Saturday, July 29, 2017

7/29/17 Report - Gold Coin and Ivory Icon Found. Changing Products and Markets With Discovery of the New World. Pirates.

Written by the TreasureGuide for the exclusive use of

Ancient Gold Coin Discovered
Source: See sofiaglobe link below.

...News of the find of the ivory icon comes a few days after the finding of a rare gold coin from the time of the Byzantine emperor Phocas, which the dig team believes proves that the Rusokastro – also known as the “Red Fortress” was working in the sixth century CE.

Commenting on the finding of the ivory icon, Milen Nikolov, head of the Regional History Museum in Bourgas, said that ivory was extremely valuable, “much more valuable than gold in the Middle Ages”...

Ivory Icon.
Source: See link below.
Here is the link for the rest of that article.
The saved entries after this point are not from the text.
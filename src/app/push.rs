use crate::ports::SubscriptionStore;
use crate::push as push_service;
use crate::state;
use crate::types::push::{DispatchOutcome, PushSubscription};

use axum::Json;
use axum::extract::State;
use axum::http::StatusCode;
use serde::Deserialize;
use serde::Serialize;

type ApiError = (StatusCode, Json<ErrorResponse>);

#[derive(Serialize)]
pub(crate) struct ErrorResponse {
    pub(crate) error: String,
}

fn api_error(status: StatusCode, error: impl Into<String>) -> ApiError {
    (
        status,
        Json(ErrorResponse {
            error: error.into(),
        }),
    )
}

fn dispatch_error(err: push_service::DispatchError) -> ApiError {
    match err {
        push_service::DispatchError::Config(err) => {
            tracing::warn!(error = %err, "push notifications are not configured");
            api_error(
                StatusCode::SERVICE_UNAVAILABLE,
                "Push notifications are not configured.",
            )
        }
        err => {
            tracing::error!(error = %err, "push dispatch failed");
            api_error(StatusCode::INTERNAL_SERVER_ERROR, "Failed to dispatch notification.")
        }
    }
}

fn store_error(err: crate::ports::StoreError) -> ApiError {
    tracing::error!(error = %err, "subscription store error");
    api_error(StatusCode::INTERNAL_SERVER_ERROR, "Subscription store unavailable.")
}

#[derive(Serialize)]
pub(crate) struct PublicKeyResponse {
    #[serde(rename = "publicKey")]
    pub(crate) public_key: String,
}

pub(crate) async fn push_public_key(
    State(state): State<state::AppState>,
) -> Result<Json<PublicKeyResponse>, ApiError> {
    let vapid = state.dispatcher.vapid_keys().await.map_err(dispatch_error)?;
    Ok(Json(PublicKeyResponse {
        public_key: vapid.public_key_base64().to_string(),
    }))
}

#[derive(Debug, Deserialize)]
pub(crate) struct SubscriptionKeys {
    pub(crate) p256dh: String,
    pub(crate) auth: String,
}

/// Mirrors the browser's `PushSubscription.toJSON()` plus the owning user.
#[derive(Debug, Deserialize)]
#[serde(rename_all = "camelCase")]
pub(crate) struct SubscribeRequest {
    pub(crate) user_id: String,
    pub(crate) endpoint: String,
    pub(crate) keys: SubscriptionKeys,
}

#[derive(Serialize)]
pub(crate) struct SubscribeResponse {
    pub(crate) id: String,
}

pub(crate) async fn push_subscribe(
    State(state): State<state::AppState>,
    Json(request): Json<SubscribeRequest>,
) -> Result<(StatusCode, Json<SubscribeResponse>), ApiError> {
    if request.user_id.trim().is_empty() {
        return Err(api_error(StatusCode::BAD_REQUEST, "userId is required."));
    }

    let subscription = PushSubscription {
        endpoint: request.endpoint.trim().to_string(),
        p256dh: request.keys.p256dh.trim().to_string(),
        auth: request.keys.auth.trim().to_string(),
    };
    push_service::push_audience(&subscription.endpoint)
        .map_err(|err| api_error(StatusCode::BAD_REQUEST, err.to_string()))?;
    push_service::SubscriberKeys::from_subscription(&subscription)
        .map_err(|err| api_error(StatusCode::BAD_REQUEST, err.to_string()))?;

    let stored = state
        .store
        .save_subscription(request.user_id.trim(), subscription)
        .await
        .map_err(store_error)?;
    tracing::info!(user_id = %stored.user_id, endpoint = %stored.subscription.endpoint, "push subscription saved");

    Ok((StatusCode::CREATED, Json(SubscribeResponse { id: stored.id })))
}

#[derive(Debug, Deserialize)]
#[serde(rename_all = "camelCase")]
pub(crate) struct UnsubscribeRequest {
    pub(crate) user_id: String,
    pub(crate) endpoint: String,
}

#[derive(Serialize)]
pub(crate) struct UnsubscribeResponse {
    pub(crate) removed: bool,
}

pub(crate) async fn push_unsubscribe(
    State(state): State<state::AppState>,
    Json(request): Json<UnsubscribeRequest>,
) -> Result<Json<UnsubscribeResponse>, ApiError> {
    let removed = state
        .store
        .delete_by_endpoint(request.user_id.trim(), request.endpoint.trim())
        .await
        .map_err(store_error)?;
    Ok(Json(UnsubscribeResponse { removed }))
}

#[derive(Debug, Deserialize)]
#[serde(rename_all = "camelCase")]
pub(crate) struct DispatchRequest {
    pub(crate) user_id: String,
    pub(crate) title: String,
    pub(crate) body: String,
    pub(crate) data: Option<serde_json::Value>,
}

pub(crate) async fn push_dispatch(
    State(state): State<state::AppState>,
    Json(request): Json<DispatchRequest>,
) -> Result<Json<DispatchOutcome>, ApiError> {
    if request.user_id.trim().is_empty() || request.title.trim().is_empty() {
        return Err(api_error(
            StatusCode::BAD_REQUEST,
            "userId and title are required.",
        ));
    }

    let outcome = state
        .dispatcher
        .dispatch_to_user(
            request.user_id.trim(),
            &request.title,
            &request.body,
            request.data,
        )
        .await
        .map_err(dispatch_error)?;
    Ok(Json(outcome))
}
use jwt_simple::prelude::{ECDSAP256PublicKeyLike, ES256KeyPair};
use p256::ecdsa::signature::Signer;
use p256::ecdsa::{Signature, SigningKey};
use rand::rngs::OsRng;
use rand::{CryptoRng, RngCore};
use serde::Serialize;
use time::OffsetDateTime;

use super::keys::{PUBLIC_KEY_LEN, uncompressed_point};
use crate::codec::{CodecError, decode_base64_url, encode_base64_url};
use crate::config;
use crate::types::push::VapidKeyRecord;

/// RFC 8292 caps assertions at 24h; 12h leaves room for clock skew.
pub const VAPID_ASSERTION_TTL_SECS: i64 = 12 * 60 * 60;
const PRIVATE_KEY_LEN: usize = 32;

#[derive(Debug, thiserror::Error)]
pub enum VapidError {
    #[error("VAPID keys are not configured")]
    MissingKeys,
    #[error("incomplete VAPID configuration: both public and private key are required")]
    Incomplete,
    #[error("VAPID {field} is not valid base64url")]
    Decode {
        field: &'static str,
        #[source]
        source: CodecError,
    },
    #[error("VAPID {field} must be {expected} bytes, got {actual}")]
    KeyLength {
        field: &'static str,
        expected: usize,
        actual: usize,
    },
    #[error("VAPID private key is not a valid P-256 scalar")]
    InvalidPrivateKey,
    #[error("VAPID public key does not belong to the private key")]
    KeyMismatch,
    #[error("VAPID subject must be a mailto: or https: URI, got '{0}'")]
    InvalidSubject(String),
    #[error("push endpoint '{0}' has no http(s) origin")]
    Audience(String),
    #[error("failed to encode VAPID assertion: {0}")]
    Encode(#[from] serde_json::Error),
}

/// Freshly generated base64url key pair, ready for the environment or the store.
#[derive(Debug, Clone)]
pub struct VapidCredentials {
    pub private_key: String,
    pub public_key: String,
}

#[derive(Debug, Clone)]
pub(crate) enum VapidConfigStatus {
    Missing,
    Incomplete,
    Ready(VapidKeyRecord),
}

pub(crate) fn load_vapid_config(config: &config::AppConfig) -> VapidConfigStatus {
    let private_key = config.vapid_private_key.as_ref();
    let public_key = config.vapid_public_key.as_ref();

    match (private_key, public_key) {
        (Some(private_key), Some(public_key)) => VapidConfigStatus::Ready(VapidKeyRecord {
            private_key: private_key.clone(),
            public_key: public_key.clone(),
        }),
        (None, None) => VapidConfigStatus::Missing,
        _ => VapidConfigStatus::Incomplete,
    }
}

/// Application server identity, validated once and shared read-only.
#[derive(Clone)]
pub struct VapidKeys {
    signing_key: SigningKey,
    public_key: [u8; PUBLIC_KEY_LEN],
    public_key_b64: String,
    subject: String,
}

impl VapidKeys {
    pub fn from_record(record: &VapidKeyRecord, subject: &str) -> Result<Self, VapidError> {
        Self::from_base64(&record.private_key, &record.public_key, subject)
    }

    /// Fails with [`VapidError::KeyMismatch`] when the public key is not derived from
    /// the private scalar, since push services reject such signatures silently.
    pub fn from_base64(
        private_key: &str,
        public_key: &str,
        subject: &str,
    ) -> Result<Self, VapidError> {
        let private_raw = decode_field("private key", private_key, PRIVATE_KEY_LEN)?;
        let public_raw = decode_field("public key", public_key, PUBLIC_KEY_LEN)?;

        let signing_key =
            SigningKey::from_slice(&private_raw).map_err(|_| VapidError::InvalidPrivateKey)?;
        let derived = uncompressed_point(&p256::PublicKey::from(signing_key.verifying_key()));
        if derived.as_slice() != public_raw.as_slice() {
            return Err(VapidError::KeyMismatch);
        }

        Ok(Self {
            signing_key,
            public_key: derived,
            public_key_b64: encode_base64_url(&derived),
            subject: normalize_subject(subject)?,
        })
    }

    pub fn public_key(&self) -> &[u8; PUBLIC_KEY_LEN] {
        &self.public_key
    }

    pub fn public_key_base64(&self) -> &str {
        &self.public_key_b64
    }

    pub fn subject(&self) -> &str {
        &self.subject
    }

    pub fn authorization_header(&self, assertion: &str) -> String {
        format!("vapid t={assertion}, k={}", self.public_key_b64)
    }
}

impl std::fmt::Debug for VapidKeys {
    fn fmt(&self, f: &mut std::fmt::Formatter<'_>) -> std::fmt::Result {
        f.debug_struct("VapidKeys")
            .field("public_key", &self.public_key_b64)
            .field("subject", &self.subject)
            .finish_non_exhaustive()
    }
}

fn decode_field(field: &'static str, raw: &str, expected: usize) -> Result<Vec<u8>, VapidError> {
    let bytes = decode_base64_url(raw).map_err(|source| VapidError::Decode { field, source })?;
    if bytes.len() != expected {
        return Err(VapidError::KeyLength {
            field,
            expected,
            actual: bytes.len(),
        });
    }
    Ok(bytes)
}

/// Accepts `mailto:`/`https:` URIs and turns a bare address into `mailto:`.
pub fn normalize_subject(subject: &str) -> Result<String, VapidError> {
    let subject = subject.trim();
    if subject.starts_with("mailto:") || subject.starts_with("https:") {
        return Ok(subject.to_string());
    }
    if subject.contains('@') && !subject.contains(char::is_whitespace) {
        return Ok(format!("mailto:{subject}"));
    }
    Err(VapidError::InvalidSubject(subject.to_string()))
}

/// `aud` claim for an endpoint: its origin, port included only when non-default.
pub fn push_audience(endpoint: &str) -> Result<String, VapidError> {
    let url = url::Url::parse(endpoint).map_err(|_| VapidError::Audience(endpoint.to_string()))?;
    if !matches!(url.scheme(), "https" | "http") || url.host().is_none() {
        return Err(VapidError::Audience(endpoint.to_string()));
    }
    Ok(url.origin().ascii_serialization())
}

#[derive(Serialize)]
struct JwtHeader {
    alg: &'static str,
    typ: &'static str,
}

#[derive(Serialize)]
struct VapidClaims<'a> {
    aud: &'a str,
    exp: i64,
    sub: &'a str,
}

pub fn create_vapid_assertion(
    audience: &str,
    keys: &VapidKeys,
    now: OffsetDateTime,
) -> Result<String, VapidError> {
    let header = serde_json::to_vec(&JwtHeader {
        alg: "ES256",
        typ: "JWT",
    })?;
    let claims = serde_json::to_vec(&VapidClaims {
        aud: audience,
        exp: now.unix_timestamp() + VAPID_ASSERTION_TTL_SECS,
        sub: &keys.subject,
    })?;

    let signing_input = format!(
        "{}.{}",
        encode_base64_url(&header),
        encode_base64_url(&claims)
    );
    // Fixed-width R || S, which is what JWS ES256 expects (not DER).
    let signature: Signature = keys.signing_key.sign(signing_input.as_bytes());
    Ok(format!(
        "{signing_input}.{}",
        encode_base64_url(&signature.to_bytes())
    ))
}

pub fn generate_vapid_credentials() -> VapidCredentials {
    let mut rng = OsRng;
    generate_vapid_credentials_with_rng(&mut rng)
}

pub(crate) fn generate_vapid_credentials_with_rng<R: RngCore + CryptoRng>(
    rng: &mut R,
) -> VapidCredentials {
    let key_pair = generate_es256_keypair_with_rng(rng);
    let public_key = key_pair.public_key().public_key().to_bytes_uncompressed();

    VapidCredentials {
        private_key: encode_base64_url(&key_pair.to_bytes()),
        public_key: encode_base64_url(&public_key),
    }
}

fn generate_es256_keypair_with_rng<R: RngCore + CryptoRng>(rng: &mut R) -> ES256KeyPair {
    let mut key_bytes = [0u8; 32];
    loop {
        rng.fill_bytes(&mut key_bytes);
        if let Ok(key_pair) = ES256KeyPair::from_bytes(&key_bytes) {
            return key_pair;
        }
    }
}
One thing thing that I took from the article is that when we look at an old find we have an idea of its value but our the way we look at the item and the way we value the item might be very different from the way the item was valued back in the day by the people that made, used or lost the item.
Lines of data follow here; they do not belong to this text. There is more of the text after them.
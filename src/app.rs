use crate::state;

use axum::Router;
use axum::routing::{get, post};

mod push;

pub fn app(state: state::AppState) -> Router {
    Router::new()
        .route("/api/push/public-key", get(push::push_public_key))
        .route(
            "/api/push/subscriptions",
            post(push::push_subscribe).delete(push::push_unsubscribe),
        )
        .route("/api/push/dispatch", post(push::push_dispatch))
        .route("/health", get(health))
        .with_state(state)
}

pub(crate) async fn health() -> &'static str {
    "ok"
}
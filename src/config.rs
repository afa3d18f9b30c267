use std::net::SocketAddr;
use std::path::PathBuf;
use std::time::Duration;

use crate::push::PushOptions;

pub const DEFAULT_PUSH_TIMEOUT: Duration = Duration::from_secs(10);

#[derive(Clone)]
pub struct AppConfig {
    pub bind: SocketAddr,
    /// JSON file backing the subscription store; `None` keeps everything in memory.
    pub store_path: Option<PathBuf>,
    pub vapid_private_key: Option<String>,
    pub vapid_public_key: Option<String>,
    pub vapid_subject: String,
    pub push: PushOptions,
    pub push_timeout: Duration,
}

#[cfg(test)]
impl Default for AppConfig {
    fn default() -> Self {
        Self {
            bind: SocketAddr::from(([127, 0, 0, 1], 3000)),
            store_path: None,
            vapid_private_key: None,
            vapid_public_key: None,
            vapid_subject: "mailto:ops@doorbell.example".to_string(),
            push: PushOptions::default(),
            push_timeout: DEFAULT_PUSH_TIMEOUT,
        }
    }
}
As the above excerpt points out, ivory was much more valued than gold back in the Middle Ages.

Things change.  I've observed changes in market values of certain items in just the past twenty years due to the internet.  The discovery of the new world resulted in huge changes too.

Beginning in the 1600s, sugar and tobacco offered people on both sides of the Atlantic new flavor sensations. Exotic and expensive, they made some planters in the Americas, merchants in England, and ship owners who connected them immensely rich. The price was the forced labor of millions of African people. The work of field hands on plantations in the Americas changed the lives of consumers elsewhere...
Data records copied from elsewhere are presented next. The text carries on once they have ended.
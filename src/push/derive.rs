//! RFC 8291 key schedule: ECDH, then HKDF-SHA256 down to a content key and nonce.

use hkdf::Hkdf;
use p256::SecretKey;
use sha2::Sha256;

use super::CryptoError;
use super::keys::{PUBLIC_KEY_LEN, parse_public_key};

pub const AUTH_SECRET_LEN: usize = 16;
pub const SALT_LEN: usize = 16;
pub const CEK_LEN: usize = 16;
pub const NONCE_LEN: usize = 12;
const PRK_LEN: usize = 32;

const KEY_INFO_LABEL: &str = "WebPush: info";
const CEK_INFO_LABEL: &str = "Content-Encoding: aes128gcm";
const NONCE_INFO_LABEL: &str = "Content-Encoding: nonce";

pub struct ContentKeys {
    pub cek: [u8; CEK_LEN],
    pub nonce: [u8; NONCE_LEN],
}

/// X coordinate of `local * remote`.
pub fn derive_shared_secret(
    local: &SecretKey,
    remote_public_key: &[u8],
) -> Result<[u8; 32], CryptoError> {
    let remote = parse_public_key("p256dh", remote_public_key)?;
    let shared = p256::ecdh::diffie_hellman(local.to_nonzero_scalar(), remote.as_affine());
    let mut secret = [0u8; 32];
    secret.copy_from_slice(shared.raw_secret_bytes());
    Ok(secret)
}

pub fn hkdf(salt: &[u8], ikm: &[u8], info: &[u8], len: usize) -> Result<Vec<u8>, CryptoError> {
    let hk = Hkdf::<Sha256>::new(Some(salt), ikm);
    let mut okm = vec![0u8; len];
    hk.expand(info, &mut okm)
        .map_err(|_| CryptoError::Hkdf(len))?;
    Ok(okm)
}

/// `label || 0x00 || context`
pub fn build_context_info(label: &str, context: &[u8]) -> Vec<u8> {
    let mut info = Vec::with_capacity(label.len() + 1 + context.len());
    info.extend_from_slice(label.as_bytes());
    info.push(0);
    info.extend_from_slice(context);
    info
}

pub fn derive_content_keys(
    shared_secret: &[u8; 32],
    auth_secret: &[u8; AUTH_SECRET_LEN],
    ua_public_key: &[u8; PUBLIC_KEY_LEN],
    as_public_key: &[u8; PUBLIC_KEY_LEN],
    salt: &[u8; SALT_LEN],
) -> Result<ContentKeys, CryptoError> {
    let mut key_context = Vec::with_capacity(PUBLIC_KEY_LEN * 2);
    key_context.extend_from_slice(ua_public_key);
    key_context.extend_from_slice(as_public_key);
    let key_info = build_context_info(KEY_INFO_LABEL, &key_context);
    let prk = hkdf(auth_secret, shared_secret, &key_info, PRK_LEN)?;

    let cek = hkdf(salt, &prk, &build_context_info(CEK_INFO_LABEL, &[]), CEK_LEN)?;
    let nonce = hkdf(salt, &prk, &build_context_info(NONCE_INFO_LABEL, &[]), NONCE_LEN)?;

    let mut keys = ContentKeys {
        cek: [0u8; CEK_LEN],
        nonce: [0u8; NONCE_LEN],
    };
    keys.cek.copy_from_slice(&cek);
    keys.nonce.copy_from_slice(&nonce);
    Ok(keys)
}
That excerpt comes from a very nice history site that you might want to look at.  It has some good information and some nice illustrations.

Here is the link.

If you look around at that web site you will find that it has a section on pirates, which you might also want to see.  Below is one of the illustrations from that section.

A Few Shipwreck Artifacts.
Source: See piratechart link below
Here is some of the text that goes with this illustration.

  • Nails

    Nails were a multipurpose fastener aboard ships. In addition, a handful thrown into the muzzle of cannon served as an effective antipersonnel weapon or sail shredder during a battle.
  • Lead patch

    Lead patches of various sizes and thicknesses are common finds on the wrecks of wooden ships. They were used for patching holes in the decks and hulls.
  • Cask and barrel hoops (casting)

    On sailing ships, barrels were the most common containers for food, cargo, and other storage. These fragments represent a nest of barrel hoops. On many ships, the barrel hoops and staves were stacked and stored belowdecks; the barrels were only assembled as needed.
  • Lead sounding weight

    Blackbeard eluded the British by using his knowledge of local waters to sail into shallow areas where bigger warships could not safely follow. He lowered this sounding lead over the side to learn the water depth under his vessel. The depression in the bottom was filled with tallow or wax to sample the bottom. Knowledge of the bottom conditions was needed for anchoring.
Like I said, you might want to check that web site out.


The tropical disturbance the I mentioned a day or two ago has disappeared and there is nothing else brewing in the Atlantic or Gulf.

We still have a one foot surf.  The tides are more moderate now too.